Why It's So Important:

It's an anti-cheesing measure.

Rushing is one possible (and debatable) example of a game tactic that's "cheesy." It's a nebulous term, but roughly speaking, it means a tactic is simple and easy to execute, is quite powerful, and easily negates other, more "honest" tactics. That in itself is a big debate, and if you're interested in reading more about what constitutes an honest or dishonest tactic, just look for arguments written in capital letters anywhere on the Internet.

In this particular case, a rush, whether successful or not, will typically end the game extremely early, before a lot of the most interesting units and tactics become available. When used to the exclusion of all other tactics, it can make the game less fun. A house rule banning rushes, then, is an attempt by the players to resolve what they perceive is a mistake in the game's design, and to encourage what they feel are these more "honest" tactics.

Whaling on buildings with a club? Surprisingly honest. Just, you know. No hurry.

The Forbidden Character

As Seen In: Oddjob

GoldenEye was a first-person shooter for the Nintendo 64 with an infamously good split-screen multiplayer mode.

Despite looking like the inside of a cubist's bowel movement.

One slight weakness it possessed, however, was its controls, in particular the difficulty in aiming up or down (in the default control scheme, at least). In most sections of the game, this wasn't much of a hindrance, with all the players running around on the same level. It was only when an enemy was substantially higher or lower than the player that it proved to be an issue. Which meant that if there was an enemy who was permanently lower than everyone else ...
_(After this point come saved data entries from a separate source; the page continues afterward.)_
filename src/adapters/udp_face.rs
//! UDP multicast face adapter.
//!
//! Binds the NDN IoT port on all interfaces with address reuse, joins the
//! multicast group and sends every packet to the group.  The socket is
//! non-blocking; `recv` returns `Ok(None)` when nothing is queued.
//! Multicast loopback is disabled so the device never hears its own replies.

use std::io;
use std::net::{Ipv4Addr, SocketAddr, SocketAddrV4, UdpSocket};

use log::{debug, info};
use socket2::{Domain, Protocol, SockAddr, Socket, Type};

use crate::config::DeviceConfig;
use crate::error::{self, FaceError};
use crate::fwd::face::Face;

/// A [`Face`] on an IPv4 multicast group.
pub struct UdpMulticastFace {
    socket: UdpSocket,
    group: SocketAddrV4,
}

impl UdpMulticastFace {
    /// Bind `port` and join `group`.
    pub fn open(group: Ipv4Addr, port: u16) -> Result<Self, FaceError> {
        let socket = bind_multicast(group, port).map_err(|e| FaceError::Setup(e.kind()))?;
        let group = SocketAddrV4::new(group, port);
        info!("UDP face joined {}", group);
        Ok(Self { socket, group })
    }

    /// Validate `config` and open the face it describes.
    pub fn from_config(config: &DeviceConfig) -> error::Result<Self> {
        config.validate()?;
        Ok(Self::open(config.multicast_group, config.multicast_port)?)
    }

    /// Group address packets are sent to.
    pub fn group(&self) -> SocketAddrV4 {
        self.group
    }

    pub fn local_addr(&self) -> Result<SocketAddr, FaceError> {
        self.socket.local_addr().map_err(|e| FaceError::Io(e.kind()))
    }
}

fn bind_reusable(addr: SocketAddrV4) -> io::Result<Socket> {
    let socket = Socket::new(Domain::IPV4, Type::DGRAM, Some(Protocol::UDP))?;
    socket.set_reuse_address(true)?;
    socket.bind(&SockAddr::from(addr))?;
    Ok(socket)
}

fn bind_multicast(group: Ipv4Addr, port: u16) -> io::Result<UdpSocket> {
    let socket = bind_reusable(SocketAddrV4::new(Ipv4Addr::UNSPECIFIED, port))?;
    socket.join_multicast_v4(&group, &Ipv4Addr::UNSPECIFIED)?;
    socket.set_multicast_loop_v4(false)?;
    socket.set_nonblocking(true)?;
    Ok(socket.into())
}

impl Face for UdpMulticastFace {
    fn recv(&mut self, buf: &mut [u8]) -> Result<Option<usize>, FaceError> {
        match self.socket.recv_from(buf) {
            Ok((len, from)) => {
                debug!("UDP face: {} bytes from {}", len, from);
                Ok(Some(len))
            }
            Err(e) if e.kind() == io::ErrorKind::WouldBlock => Ok(None),
            Err(e) => Err(FaceError::Io(e.kind())),
        }
    }

    fn send(&mut self, packet: &[u8]) -> Result<(), FaceError> {
        self.socket
            .send_to(packet, self.group)
            .map(|_| ())
            .map_err(|e| FaceError::Io(e.kind()))
    }
}

#[cfg(test)]
mod tests {
    use super::*;
    use crate::error::{ConfigError, Error};

    /// A face on loopback unicast, so tests need no multicast route.
    fn loopback_face() -> UdpMulticastFace {
        let socket = bind_reusable(SocketAddrV4::new(Ipv4Addr::LOCALHOST, 0)).unwrap();
        socket.set_nonblocking(true).unwrap();
        let socket: UdpSocket = socket.into();
        let group = match socket.local_addr().unwrap() {
            SocketAddr::V4(addr) => addr,
            SocketAddr::V6(_) => unreachable!(),
        };
        UdpMulticastFace { socket, group }
    }

    #[test]
    fn idle_recv_is_none() {
        let mut face = loopback_face();
        let mut buf = [0u8; 64];
        assert_eq!(face.recv(&mut buf), Ok(None));
    }

    #[test]
    fn sent_packet_is_received() {
        let mut face = loopback_face();
        face.send(&[0x05, 0x00]).unwrap();

        let mut buf = [0u8; 64];
        let mut got = None;
        for _ in 0..100 {
            got = face.recv(&mut buf).unwrap();
            if got.is_some() {
                break;
            }
            std::thread::sleep(std::time::Duration::from_millis(5));
        }
        assert_eq!(got, Some(2));
        assert_eq!(&buf[..2], &[0x05, 0x00]);
    }

    #[test]
    fn port_can_be_shared() {
        let first = bind_reusable(SocketAddrV4::new(Ipv4Addr::LOCALHOST, 0)).unwrap();
        let addr = first.local_addr().unwrap().as_socket_ipv4().unwrap();
        assert!(bind_reusable(addr).is_ok());
    }

    #[test]
    fn invalid_config_is_rejected_before_binding() {
        let config = DeviceConfig {
            multicast_group: Ipv4Addr::LOCALHOST,
            ..DeviceConfig::default()
        };
        assert!(matches!(
            UdpMulticastFace::from_config(&config),
            Err(Error::Config(ConfigError::ValidationFailed(_)))
        ));
    }
}
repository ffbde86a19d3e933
//! 课程、学生与导师

pub mod create;
pub mod get;
pub mod list;
pub mod mentors;
pub mod stats;
pub mod students;

#[cfg(test)]
mod tests;

use actix_web::{HttpRequest, HttpResponse, Result as ActixResult};
use std::sync::Arc;

use crate::cache::ObjectCache;
use crate::errors::{CourseAppError, Result};
use crate::models::courses::{
    entities::Course,
    requests::{
        AddMentorRequest, CourseListParams, CreateCourseRequest, EnrollStudentRequest,
        UpdateStudentStatusRequest,
    },
};
use crate::models::users::entities::User;
use crate::storage::Storage;

pub struct CourseService {
    storage: Option<Arc<dyn Storage>>,
}

impl CourseService {
    pub fn new_lazy() -> Self {
        Self { storage: None }
    }

    pub(crate) fn get_storage(&self, request: &HttpRequest) -> Arc<dyn Storage> {
        if let Some(storage) = &self.storage {
            storage.clone()
        } else {
            request
                .app_data::<actix_web::web::Data<Arc<dyn Storage>>>()
                .expect("Storage not found in app data")
                .get_ref()
                .clone()
        }
    }

    pub(crate) fn get_cache(&self, request: &HttpRequest) -> Option<Arc<dyn ObjectCache>> {
        request
            .app_data::<actix_web::web::Data<Arc<dyn ObjectCache>>>()
            .map(|data| data.get_ref().clone())
    }

    // 创建课程
    pub async fn create_course(
        &self,
        req: CreateCourseRequest,
        request: &HttpRequest,
    ) -> ActixResult<HttpResponse> {
        create::handle_create_course(self, req, request).await
    }

    // 课程列表
    pub async fn list_courses(
        &self,
        query: CourseListParams,
        request: &HttpRequest,
    ) -> ActixResult<HttpResponse> {
        list::handle_list_courses(self, query, request).await
    }

    pub async fn get_course(
        &self,
        course_id: i64,
        request: &HttpRequest,
    ) -> ActixResult<HttpResponse> {
        get::handle_get_course(self, course_id, request).await
    }

    // 仪表盘统计
    pub async fn get_stats(&self, course_id: i64, request: &HttpRequest) -> ActixResult<HttpResponse> {
        stats::handle_get_stats(self, course_id, request).await
    }

    // 学生
    pub async fn enroll_student(
        &self,
        course_id: i64,
        req: EnrollStudentRequest,
        request: &HttpRequest,
    ) -> ActixResult<HttpResponse> {
        students::handle_enroll_student(self, course_id, req, request).await
    }

    pub async fn list_students(
        &self,
        course_id: i64,
        request: &HttpRequest,
    ) -> ActixResult<HttpResponse> {
        students::handle_list_students(self, course_id, request).await
    }

    pub async fn update_student_status(
        &self,
        course_id: i64,
        github_id: String,
        req: UpdateStudentStatusRequest,
        request: &HttpRequest,
    ) -> ActixResult<HttpResponse> {
        students::handle_update_student_status(self, course_id, github_id, req, request).await
    }

    // 导师
    pub async fn add_mentor(
        &self,
        course_id: i64,
        req: AddMentorRequest,
        request: &HttpRequest,
    ) -> ActixResult<HttpResponse> {
        mentors::handle_add_mentor(self, course_id, req, request).await
    }

    pub async fn list_mentors(
        &self,
        course_id: i64,
        request: &HttpRequest,
    ) -> ActixResult<HttpResponse> {
        mentors::handle_list_mentors(self, course_id, request).await
    }
}

pub(crate) async fn load_course(storage: &dyn Storage, course_id: i64) -> Result<Course> {
    storage
        .get_course_by_id(course_id)
        .await?
        .ok_or_else(|| CourseAppError::not_found(format!("Course {course_id} not found")))
}

pub(crate) async fn load_user_by_github_id(storage: &dyn Storage, github_id: &str) -> Result<User> {
    storage
        .get_user_by_github_id(github_id)
        .await?
        .ok_or_else(|| CourseAppError::not_found(format!("User {github_id} not found")))
}
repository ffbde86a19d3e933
pub use sea_orm_migration::prelude::*;

mod m20250301_000001_create_tables;

pub struct Migrator;

#[async_trait::async_trait]
impl MigratorTrait for Migrator {
    fn migrations() -> Vec<Box<dyn MigrationTrait>> {
        vec![Box::new(m20250301_000001_create_tables::Migration)]
    }
}
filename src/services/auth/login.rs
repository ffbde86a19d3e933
use actix_web::{HttpRequest, HttpResponse, Result as ActixResult};

use crate::models::{
    ApiResponse, ErrorCode,
    auth::{LoginRequest, LoginResponse},
};
use crate::utils::jwt;
use crate::utils::password::verify_password;

use super::AuthService;

pub async fn handle_login(
    service: &AuthService,
    login_request: LoginRequest,
    request: &HttpRequest,
) -> ActixResult<HttpResponse> {
    let storage = service.get_storage(request);
    let config = service.get_config();

    // 1. 根据用户名或 GitHub ID 获取用户信息
    match storage.get_user_by_login(login_request.login.trim()).await {
        Ok(Some(user)) => {
            // 2. 验证密码
            if !verify_password(&login_request.password, &user.password_hash) {
                tracing::info!("Login failed for {}: wrong password", user.username);
                return Ok(HttpResponse::Unauthorized().json(ApiResponse::error_empty(
                    ErrorCode::AuthFailed,
                    "Username or password is incorrect",
                )));
            }

            // 3. 更新最后登录时间
            if let Err(e) = storage.update_last_login(user.id).await {
                tracing::warn!("Failed to update last login for user {}: {}", user.id, e);
            }

            // 4. 生成令牌对
            match user.generate_token_pair() {
                Ok(token_pair) => {
                    tracing::info!("User {} logged in successfully", user.username);

                    let response = LoginResponse {
                        access_token: token_pair.access_token,
                        expires_in: config.jwt.access_token_expiry * 60, // 转换为秒
                        user,
                    };

                    // 5. 创建 refresh token cookie
                    let refresh_cookie =
                        jwt::JwtUtils::create_refresh_token_cookie(&token_pair.refresh_token);

                    Ok(HttpResponse::Ok()
                        .cookie(refresh_cookie)
                        .json(ApiResponse::success(response, "Login successful")))
                }
                Err(e) => {
                    tracing::error!("Failed to generate JWT token: {}", e);
                    Ok(
                        HttpResponse::InternalServerError().json(ApiResponse::error_empty(
                            ErrorCode::InternalServerError,
                            "Login failed, unable to generate token",
                        )),
                    )
                }
            }
        }
        Ok(None) => Ok(HttpResponse::Unauthorized().json(ApiResponse::error_empty(
            ErrorCode::AuthFailed,
            "Username or password is incorrect",
        ))),
        Err(e) => {
            tracing::error!("Login lookup failed: {}", e);
            Ok(
                HttpResponse::InternalServerError().json(ApiResponse::error_empty(
                    ErrorCode::InternalServerError,
                    format!("Login failed: {e}"),
                )),
            )
        }
    }
}
pub mod login;
pub mod logout;
pub mod session;
pub mod token;

use actix_web::{HttpRequest, HttpResponse, Result as ActixResult};
use std::sync::Arc;

use crate::cache::ObjectCache;
use crate::config::AppConfig;
use crate::models::auth::LoginRequest;
use crate::storage::Storage;

pub struct AuthService {
    storage: Option<Arc<dyn Storage>>,
}

impl AuthService {
    pub fn new_lazy() -> Self {
        Self { storage: None }
    }

    pub(crate) fn get_storage(&self, request: &HttpRequest) -> Arc<dyn Storage> {
        if let Some(storage) = &self.storage {
            storage.clone()
        } else {
            request
                .app_data::<actix_web::web::Data<Arc<dyn Storage>>>()
                .expect("Storage not found in app data")
                .get_ref()
                .clone()
        }
    }

    pub(crate) fn get_cache(&self, request: &HttpRequest) -> Option<Arc<dyn ObjectCache>> {
        request
            .app_data::<actix_web::web::Data<Arc<dyn ObjectCache>>>()
            .map(|data| data.get_ref().clone())
    }

    pub(crate) fn get_config(&self) -> &AppConfig {
        AppConfig::get()
    }

    // 登录验证
    pub async fn login(
        &self,
        login_request: LoginRequest,
        request: &HttpRequest,
    ) -> ActixResult<HttpResponse> {
        login::handle_login(self, login_request, request).await
    }

    // 登出
    pub async fn logout(&self, request: &HttpRequest) -> ActixResult<HttpResponse> {
        logout::handle_logout(self, request).await
    }

    // 刷新令牌
    pub async fn refresh_token(&self, request: &HttpRequest) -> ActixResult<HttpResponse> {
        token::handle_refresh_token(self, request).await
    }

    // 当前会话
    pub async fn session(&self, request: &HttpRequest) -> ActixResult<HttpResponse> {
        session::handle_session(self, request).await
    }
}
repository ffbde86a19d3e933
//! 提取器错误处理：参数解析失败统一返回 400 响应体

use actix_web::{
    Error, HttpRequest, HttpResponse,
    error::{InternalError, JsonPayloadError, PathError, QueryPayloadError},
};

use crate::models::{ApiResponse, ErrorCode};

fn bad_request<E>(err: E, message: String) -> Error
where
    E: std::fmt::Debug + std::fmt::Display + 'static,
{
    tracing::debug!("Rejected request parameters: {}", message);
    let response =
        HttpResponse::BadRequest().json(ApiResponse::error_empty(ErrorCode::BadRequest, message));
    InternalError::from_response(err, response).into()
}

pub fn json_error_handler(err: JsonPayloadError, _req: &HttpRequest) -> Error {
    let message = match &err {
        JsonPayloadError::ContentType => "Content-Type must be application/json".to_string(),
        JsonPayloadError::Overflow { limit } | JsonPayloadError::OverflowKnownLength { limit, .. } => {
            format!("Request body exceeds {limit} bytes")
        }
        JsonPayloadError::Deserialize(e) => format!("Invalid request body: {e}"),
        other => format!("Invalid request body: {other}"),
    };
    bad_request(err, message)
}

pub fn query_error_handler(err: QueryPayloadError, _req: &HttpRequest) -> Error {
    let message = format!("Invalid query parameters: {err}");
    bad_request(err, message)
}

pub fn path_error_handler(err: PathError, _req: &HttpRequest) -> Error {
    let message = format!("Invalid path parameters: {err}");
    bad_request(err, message)
}
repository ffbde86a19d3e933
use actix_web::{HttpRequest, HttpResponse, Result as ActixResult};

use super::CourseService;
use crate::models::{
    ApiResponse, ErrorCode,
    courses::requests::{CourseListParams, CourseListQuery},
};

pub async fn handle_list_courses(
    service: &CourseService,
    query: CourseListParams,
    request: &HttpRequest,
) -> ActixResult<HttpResponse> {
    let storage = service.get_storage(request);

    match storage
        .list_courses_with_pagination(CourseListQuery::from(query))
        .await
    {
        Ok(response) => Ok(HttpResponse::Ok().json(ApiResponse::success(
            response,
            "Course list retrieved successfully",
        ))),
        Err(e) => {
            tracing::error!("Failed to list courses: {}", e);
            Ok(
                HttpResponse::InternalServerError().json(ApiResponse::error_empty(
                    ErrorCode::InternalServerError,
                    format!("Failed to retrieve course list: {e}"),
                )),
            )
        }
    }
}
He's the perfect height for giving sexual favors and shooting you in the groin, and he's all out of sexual favors.

... he'd have a massive advantage. In GoldenEye, that character was Oddjob, and few people played this ankle biter more than once before instituting a "No Oddjob" rule.

Why It's So Important:

It stopped people from murdering each other.

There's a concept called "balance" that needs to be discussed here. In most sports, opposing sides will have symmetrical powers -- for example, in a basketball game, both sides will have the same number of players, both sides are allowed to pass the ball, and so on. What we don't do is give one side tennis rackets and the other side fetish outfits.

Although maybe we should.

But unlike sports, a huge percentage of modern games (in the board, card, and video genres) are designed to be non-symmetrical. Players are granted wildly different characters and abilities and techniques, and it's this variety that makes these games so interesting and fun. Anything that interferes with that variety, like an overpowered character that everyone (who wants to be competitive) is forced to play, reduces that fun.

Many video games have featured characters that were overpowered to the point that they've been the subject of bans or gentleman's agreements not to use them. Street Fighter II had Akuma and Sagat. Super Smash Bros. Brawl had Meta Knight. Tecmo Bowl had Lawrence Taylor.

Monopoly had the dog.

And yes, those are cheap characters, fully deserving of their bans, but they also weren't 2-foot-tall cock-shooting machines. No one, no one, has deserved a punch to the throat more than a man playing Oddjob.